In this embodiment, the decrease in the output current I ₂ is compensated for more than the decrease caused by the decrease in the ambient temperature. When the ambient temperature is decreased, the output current I ₂ is higher than when the ambient temperature is higher. Is obtained. That is, in this embodiment, as shown in FIG. 3A, the ambient temperature-output energy characteristic (temperature characteristic) as compared with the conventional type, the output energy increases as the ambient temperature decreases, and the ambient temperature decreases. Deterioration of ignitability due to is prevented.

[When the power supply voltage _VDC decreases] When the power supply voltage _VDC decreases, the output voltage on the tertiary side of the transformer T1 decreases as in the case described in the conventional example, and the voltage applied to the main transistor Q1 is reduced. base current I _B is decreased, the collector current I ₁ of the main transistor Q1 is decreased. The collector current I ₁ of the main transistor Q1 is decreased, the voltage drop across the resistor R2 decreases, the base of the sub-transistor Q2 -
Emitter voltage decreases, the collector current I ₃ of the auxiliary transistor Q2 is decreased. Thereby, the main transistor Q1
Base current I _B increases, the main transistor Q1 to turn on / off the drive to the time of the ON width of the (TW shown in FIG. 2 (a))
There is widened from TW ₁ to TW _2, the main transistor Q1
The increased collector current I _1, a decrease in output current I ₂ by reduction of the tertiary side of the output voltage of the transformer T1 is compensated.
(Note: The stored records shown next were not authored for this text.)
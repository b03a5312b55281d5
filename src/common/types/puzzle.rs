use serde::{Deserialize, Serialize};

use clvmr::allocator::NodePtr;

use clvm_traits::{ClvmEncoder, ToClvm, ToClvmError};

use crate::common::types::{AllocEncoder, Error, Program};

#[derive(Clone, Debug, Serialize, Deserialize, PartialEq, Eq)]
pub struct Puzzle(Program);

impl<E: ClvmEncoder<Node = NodePtr>> ToClvm<E> for Puzzle {
    fn to_clvm(&self, encoder: &mut E) -> Result<<E as ClvmEncoder>::Node, ToClvmError> {
        self.0.to_clvm(encoder)
    }
}

impl From<Program> for Puzzle {
    fn from(other: Program) -> Self {
        Puzzle(other)
    }
}

impl Puzzle {
    pub fn to_program(&self) -> &Program {
        &self.0
    }
    pub fn from_bytes(by: &[u8]) -> Puzzle {
        Puzzle(Program::from_bytes(by))
    }
    pub fn from_nodeptr(allocator: &mut AllocEncoder, node: NodePtr) -> Result<Puzzle, Error> {
        Ok(Puzzle(Program::from_nodeptr(allocator, node)?))
    }
    pub fn to_nodeptr(&self, allocator: &mut AllocEncoder) -> Result<NodePtr, Error> {
        self.0.to_nodeptr(allocator)
    }
    pub fn to_hex(&self) -> String {
        self.0.to_hex()
    }
}
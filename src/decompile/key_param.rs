use crate::decompile::SimplifiedPuzzle;
use crate::templates::{
    CAT_V1, CAT_V2, DID_INNERPUZ, NFT_OWNERSHIP_LAYER,
    NFT_OWNERSHIP_TRANSFER_PROGRAM_ONE_WAY_CLAIM_WITH_ROYALTIES, NFT_STATE_LAYER,
    SINGLETON_TOP_LAYER_V1_1,
};

fn raw_hex(puzzle: &SimplifiedPuzzle) -> Option<String> {
    puzzle.raw().map(|r| r.to_string())
}

/// Asset id of a CAT: the raw tail hash.
fn cat_tail(puzzle: &SimplifiedPuzzle) -> Option<String> {
    [CAT_V1, CAT_V2]
        .iter()
        .find_map(|cat| puzzle.curried_arg(cat, 1))
        .and_then(raw_hex)
}

fn nft_royalty_address(puzzle: &SimplifiedPuzzle) -> Option<String> {
    let state_layer = puzzle.curried_arg(SINGLETON_TOP_LAYER_V1_1, 1)?;
    let ownership_layer = state_layer.curried_arg(NFT_STATE_LAYER, 3)?;
    let transfer_program = ownership_layer.curried_arg(NFT_OWNERSHIP_LAYER, 2)?;
    transfer_program
        .curried_arg(NFT_OWNERSHIP_TRANSFER_PROGRAM_ONE_WAY_CLAIM_WITH_ROYALTIES, 1)
        .and_then(raw_hex)
}

fn did_recovery_key(puzzle: &SimplifiedPuzzle) -> Option<String> {
    let did_inner = puzzle.curried_arg(SINGLETON_TOP_LAYER_V1_1, 1)?;
    did_inner.curried_arg(DID_INNERPUZ, 1).and_then(raw_hex)
}

/// The one value that identifies what a recognized puzzle is about: a
/// CAT's tail, an NFT's royalty address or a DID's recovery key.  Only exact
/// known nestings match.
pub fn key_param(puzzle: &SimplifiedPuzzle) -> Option<String> {
    cat_tail(puzzle)
        .or_else(|| nft_royalty_address(puzzle))
        .or_else(|| did_recovery_key(puzzle))
}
FIG. 3B shows a power supply voltage-output energy characteristic (power supply voltage characteristic) in this case in comparison with a conventional type. Thus, according to this embodiment, degree of decrease of the output energy to reduction of the power supply voltage V _DC is small, deterioration in ignitability due to a decrease in power supply voltage V _DC is prevented.

Embodiment 2 FIG. 4 is a circuit diagram of a solid state igniter showing another embodiment of the present invention. In the present embodiment, it is assumed that a field effect transistor (FET) is used as the main transistor Q1, and a starting pulse generator 2 and a switching voltage pulse width controller 3 are provided.
The rectifying / smoothing unit 4 includes resistors R3 to R6, capacitors C5 and C6, a diode D5, and a Zener diode ZD1 and ZD2 in addition to the diode D1 and the capacitor C2.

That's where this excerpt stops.